Prompt Addition: “Use the previous chart as a reference for layout, colors, and proportions.”
Understanding AI’s Limits With Text and Data
AI image generators are remarkably strong at visual storytelling like showing people, places, and scenarios with convincing realism or style. But they’re far less consistent when asked to communicate precise information such as numbers, labels, or small text.
Why It Happens
Generative models interpret prompts as visual patterns, not as logical data structures.
They can infer “what a chart looks like,” but not how to plot values accurately. When too much information is packed into a single prompt (labels, percentages, icons, multiple text fields) the model “averages” details, producing blurry text, mismatched numbers, or distorted proportions.
Strong AI Use Cases
- Character and scenario images: AI creates images that are consistent and expressive
- Conceptual diagrams: AI can show relationships or processes without heavy text
- Style guides and mockups: AI offers you ideas for composition and color planning
Weak AI Use Cases
- Infographics with dense data: Text in AI images is often illegible or misplaced
- Labeled charts or maps: AI names or categories are frequently wrong or repeated
- Multi-panel comparisons: Layout symmetry breaks unpredictably
How to Work Around It
Struggling with AI and images? Try these quick workarounds to stretch the limits!
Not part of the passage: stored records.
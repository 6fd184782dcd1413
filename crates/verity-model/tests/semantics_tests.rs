use num_bigint::BigInt;
use verity_model::ops::{self, BinOp, CmpOp};
use verity_model::{ErrorKind, OpError, TypeTag, Value};

/// Two to the power of sixty-four, past every machine integer width.
fn big() -> Value {
    Value::Int(BigInt::from(1u64 << 63) * BigInt::from(2))
}

#[test]
fn integers_have_arbitrary_magnitude() {
    let sum = ops::binary(BinOp::Add, &big(), &big()).unwrap();
    assert_eq!(sum.repr(), "36893488147419103232");
    assert_eq!(sum.type_tag(), TypeTag::Integer);
}

#[test]
fn huge_int_to_float_overflows() {
    let huge = ops::binary(BinOp::Pow, &Value::int(10), &Value::int(400)).unwrap();
    let err = ops::binary(BinOp::Div, &huge, &Value::int(3)).unwrap_err();
    assert_eq!(err.kind(), Some(&ErrorKind::OverflowError));
}

#[test]
fn complex_arithmetic() {
    let v = ops::binary(BinOp::Mul, &Value::complex(1.5, 3.5), &Value::int(2)).unwrap();
    assert_eq!(v, Value::complex(3.0, 7.0));
    let err = ops::compare(CmpOp::Lt, &Value::complex(1.0, 1.0), &Value::int(0)).unwrap_err();
    assert_eq!(err.kind(), Some(&ErrorKind::TypeError));
}

#[test]
fn item_assignment_and_deletion() {
    let mut d = Value::Dict(vec![]);
    ops::set_item(&mut d, Value::str("k"), Value::int(1)).unwrap();
    ops::set_item(&mut d, Value::str("k"), Value::int(2)).unwrap();
    assert_eq!(d, Value::Dict(vec![(Value::str("k"), Value::int(2))]));
    ops::del_item(&mut d, &Value::str("k")).unwrap();
    let err = ops::del_item(&mut d, &Value::str("k")).unwrap_err();
    assert_eq!(err, OpError::raise(ErrorKind::KeyError, "'k'"));

    let mut s = Value::str("abc");
    let err = ops::set_item(&mut s, Value::int(0), Value::str("x")).unwrap_err();
    assert_eq!(err.kind(), Some(&ErrorKind::TypeError));
}

#[test]
fn identity_of_unmodelled_objects_is_a_fault() {
    let r = ops::compare(CmpOp::Is, &Value::List(vec![]), &Value::List(vec![]));
    assert!(matches!(r, Err(OpError::Fault(_))));
    assert!(ops::compare(CmpOp::Is, &Value::None, &Value::None).unwrap());
    assert!(ops::compare(CmpOp::IsNot, &Value::int(0), &Value::None).unwrap());
}

#[test]
fn values_serialize_with_type_tags() {
    let v = Value::Dict(vec![(Value::str("a"), Value::Bytes(vec![0x80]))]);
    let json = serde_json::to_string(&v).unwrap();
    let back: Value = serde_json::from_str(&json).unwrap();
    assert_eq!(back, v);
}
use crate::graph::{FlowGraph, FlowNode, NodeId};

#[derive(Debug, Clone, PartialEq, thiserror::Error)]
pub enum ValidationError {
    #[error("Missing entry: node {entry} is not a start node")]
    MissingEntry { entry: NodeId },

    #[error("Missing exit: node {exit} is not an end node")]
    MissingExit { exit: NodeId },

    #[error("Dangling edge: {from} -> {to} references a node that doesn't exist")]
    DanglingEdge { from: NodeId, to: NodeId },

    #[error("Dangling target: node {node} continues at {target} which doesn't exist")]
    DanglingTarget { node: NodeId, target: NodeId },

    #[error("Unfinished node: placeholder {node} was never replaced")]
    Unfinished { node: NodeId },

    #[error("Zero loop bound at node {node}")]
    ZeroLoopBound { node: NodeId },
}

pub fn validate_graph(graph: &FlowGraph) -> Result<(), Vec<ValidationError>> {
    let mut errors = Vec::new();
    validate_endpoints(graph, &mut errors);
    validate_edges(graph, &mut errors);
    validate_successors(graph, &mut errors);
    validate_guards(graph, &mut errors);
    if errors.is_empty() {
        Ok(())
    } else {
        Err(errors)
    }
}

/// Check that entry and exit point at a start and an end node.
fn validate_endpoints(graph: &FlowGraph, errors: &mut Vec<ValidationError>) {
    if !matches!(graph.node(graph.entry), Some(FlowNode::Start { .. })) {
        errors.push(ValidationError::MissingEntry { entry: graph.entry });
    }
    if !matches!(graph.node(graph.exit), Some(FlowNode::End)) {
        errors.push(ValidationError::MissingExit { exit: graph.exit });
    }
}

/// Check that every recorded edge connects existing nodes.
fn validate_edges(graph: &FlowGraph, errors: &mut Vec<ValidationError>) {
    for &(from, to) in &graph.edges {
        if graph.node(from).is_none() || graph.node(to).is_none() {
            errors.push(ValidationError::DanglingEdge { from, to });
        }
    }
}

/// Check that successors exist and that no join loops onto itself.
fn validate_successors(graph: &FlowGraph, errors: &mut Vec<ValidationError>) {
    for (i, node) in graph.nodes.iter().enumerate() {
        let id = i as NodeId;
        for target in node.successors() {
            if graph.node(target).is_none() {
                errors.push(ValidationError::DanglingTarget { node: id, target });
            }
        }
        if let FlowNode::Join { next } = node {
            if *next == id {
                errors.push(ValidationError::Unfinished { node: id });
            }
        }
    }
}

/// Check that every loop may run at least once.
fn validate_guards(graph: &FlowGraph, errors: &mut Vec<ValidationError>) {
    for (i, node) in graph.nodes.iter().enumerate() {
        if let FlowNode::Branch {
            guard: Some(guard), ..
        } = node
        {
            if guard.bound == 0 {
                errors.push(ValidationError::ZeroLoopBound { node: i as NodeId });
            }
        }
    }
}

#[cfg(test)]
mod tests {
    use super::*;

    #[test]
    fn test_fresh_graph_is_valid() {
        assert!(validate_graph(&FlowGraph::new()).is_ok());
    }

    #[test]
    fn test_dangling_target_is_reported() {
        let mut graph = FlowGraph::new();
        let id = graph.add_node(FlowNode::Join { next: 99 }, 1);
        graph.set_node(graph.entry, FlowNode::Start { next: id });
        let errors = validate_graph(&graph).unwrap_err();
        assert_eq!(
            errors,
            vec![ValidationError::DanglingTarget { node: id, target: 99 }]
        );
    }
}
use verity_ir::{Expr, Stmt, Target};

pub type NodeId = u32;

/// Bound on how often a loop condition may fork into another iteration.
#[derive(Debug, Clone, Copy, PartialEq, Eq)]
pub struct LoopGuard {
    pub bound: u32,
    /// Successor that leaves the loop.
    pub exit: NodeId,
}

#[derive(Debug, Clone, PartialEq)]
pub enum RaiseSpec {
    /// `raise <expr>`.
    Expr(Expr),
    /// Bare `raise` outside a handler.
    Reraise,
    /// Failed `assert`, with its optional message.
    Assertion(Option<Expr>),
}

#[derive(Debug, Clone, PartialEq)]
pub enum FlowNode {
    Start {
        next: NodeId,
    },
    /// Falling off the end of the body: returns `None`.
    End,
    /// Straight-line statement (assignment, expression, `del`, `global`, `pass`).
    Stmt {
        stmt: Stmt,
        next: NodeId,
    },
    /// Pass-through placeholder used as a loop header.
    Join {
        next: NodeId,
    },
    /// Primitive predicate: the truthiness of `cond` selects the successor.
    Branch {
        cond: Expr,
        on_true: NodeId,
        on_false: NodeId,
        guard: Option<LoopGuard>,
    },
    /// Evaluates the iterable of a `for` loop into iterator slot `slot`.
    ForInit {
        iter: Expr,
        slot: u32,
        next: NodeId,
    },
    /// Binds the next item of slot `slot` to `target` and enters `body`,
    /// or leaves through `exit` when the iterator is exhausted.
    ForNext {
        slot: u32,
        target: Target,
        body: NodeId,
        exit: NodeId,
        bound: u32,
    },
    Return {
        value: Option<Expr>,
    },
    Raise(RaiseSpec),
    /// Region the analyzer has no semantics for.
    Unanalyzable {
        construct: String,
    },
}

impl FlowNode {
    pub fn successors(&self) -> Vec<NodeId> {
        match self {
            FlowNode::Start { next }
            | FlowNode::Stmt { next, .. }
            | FlowNode::Join { next }
            | FlowNode::ForInit { next, .. } => vec![*next],
            FlowNode::Branch {
                on_true, on_false, ..
            } => vec![*on_true, *on_false],
            FlowNode::ForNext { body, exit, .. } => vec![*body, *exit],
            FlowNode::End
            | FlowNode::Return { .. }
            | FlowNode::Raise(_)
            | FlowNode::Unanalyzable { .. } => Vec::new(),
        }
    }

    pub fn is_terminal(&self) -> bool {
        matches!(
            self,
            FlowNode::End
                | FlowNode::Return { .. }
                | FlowNode::Raise(_)
                | FlowNode::Unanalyzable { .. }
        )
    }

    /// Whether this node contributes two branch edges to coverage.
    pub fn is_decision(&self) -> bool {
        matches!(self, FlowNode::Branch { .. } | FlowNode::ForNext { .. })
    }
}

/// Control-flow representation of one function body.
#[derive(Debug, Clone, PartialEq)]
pub struct FlowGraph {
    pub nodes: Vec<FlowNode>,
    /// Source line of each node.
    pub lines: Vec<u32>,
    pub edges: Vec<(NodeId, NodeId)>,
    pub entry: NodeId,
    pub exit: NodeId,
}

impl FlowGraph {
    pub fn new() -> Self {
        let mut graph = FlowGraph {
            nodes: Vec::new(),
            lines: Vec::new(),
            edges: Vec::new(),
            entry: 0,
            exit: 0,
        };
        let start = graph.add_node(FlowNode::Start { next: 1 }, 0);
        let end = graph.add_node(FlowNode::End, 0);
        graph.entry = start;
        graph.exit = end;
        graph
    }

    pub fn add_node(&mut self, node: FlowNode, line: u32) -> NodeId {
        let id = self.nodes.len() as NodeId;
        self.nodes.push(node);
        self.lines.push(line);
        id
    }

    pub fn add_edge(&mut self, from: NodeId, to: NodeId) {
        self.edges.push((from, to));
    }

    pub fn node(&self, id: NodeId) -> Option<&FlowNode> {
        self.nodes.get(id as usize)
    }

    pub fn line(&self, id: NodeId) -> u32 {
        self.lines.get(id as usize).copied().unwrap_or(0)
    }

    /// Replace a placeholder created with [`FlowGraph::reserve`].
    pub fn set_node(&mut self, id: NodeId, node: FlowNode) {
        if let Some(slot) = self.nodes.get_mut(id as usize) {
            *slot = node;
        }
    }

    /// Allocate a node whose successors are not known yet.
    pub fn reserve(&mut self, line: u32) -> NodeId {
        self.add_node(FlowNode::Join { next: 1 }, line)
    }

    /// Decision edges `(node, outcome)` the coverage estimate is measured over.
    pub fn decision_edges(&self) -> Vec<(NodeId, bool)> {
        self.nodes
            .iter()
            .enumerate()
            .filter(|(_, n)| n.is_decision())
            .flat_map(|(i, _)| [(i as NodeId, true), (i as NodeId, false)])
            .collect()
    }
}

impl Default for FlowGraph {
    fn default() -> Self {
        Self::new()
    }
}
/// Error kinds an expression node itself can raise (not its sub-expressions).
pub fn expr_error_kinds(expr: &Expr) -> Vec<ErrorKind> {
    use ErrorKind::*;
    match &expr.kind {
        ExprKind::Binary { op, .. } => match op {
            BinOp::Add | BinOp::Sub | BinOp::Mul => vec![TypeError],
            BinOp::Div | BinOp::FloorDiv | BinOp::Mod => {
                vec![ZeroDivisionError, TypeError, OverflowError]
            }
            BinOp::Pow => vec![ZeroDivisionError, OverflowError, TypeError],
        },
        ExprKind::Unary { op, .. } => match op {
            UnaryOp::Not => Vec::new(),
            _ => vec![TypeError],
        },
        ExprKind::Compare { op, .. } => match op {
            CmpOp::Eq | CmpOp::Ne | CmpOp::Is | CmpOp::IsNot => Vec::new(),
            _ => vec![TypeError],
        },
        ExprKind::Subscript { .. } => vec![KeyError, IndexError, TypeError],
        ExprKind::Slice { .. } => vec![TypeError],
        ExprKind::Dict(_) => vec![TypeError],
        ExprKind::Attribute { .. } => vec![AttributeError],
        ExprKind::Call { func, .. } => match &func.kind {
            ExprKind::Name(n) => match n.as_str() {
                "int" | "float" | "complex" => vec![ValueError, TypeError, OverflowError],
                "ord" | "chr" => vec![TypeError, ValueError],
                "min" | "max" => vec![ValueError, TypeError],
                "len" | "abs" | "sum" | "sorted" | "hash" | "list" | "tuple" | "dict" | "range"
                | "isinstance" | "bool" | "str" | "repr" => vec![TypeError],
                _ => vec![TypeError, NameError],
            },
            ExprKind::Attribute { attr, .. } => {
                let mut kinds = vec![AttributeError, TypeError];
                match attr.as_str() {
                    "decode" => kinds.push(UnicodeDecodeError),
                    "index" | "remove" => kinds.push(ValueError),
                    "pop" => kinds.extend([KeyError, IndexError]),
                    _ => {}
                }
                kinds
            }
            _ => vec![TypeError],
        },
        ExprKind::Name(_) => vec![NameError],
        _ => Vec::new(),
    }
}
- Generate structure first, data second. Use AI to design the layout or visual concept, then rebuild it in a structured tool like PowerPoint, Canva, or Excel.
- Use short labels or icons instead of full text. Replace “Student Engagement by Modality (2020-2024)” with “Engagement Trend.”
- Provide clear composition cues. Use phrases like “four evenly spaced bars,” “horizontal layout,” or “legend below chart” improve results.
- Avoid text in image when possible. Add annotations later using your design tool for clarity and accessibility.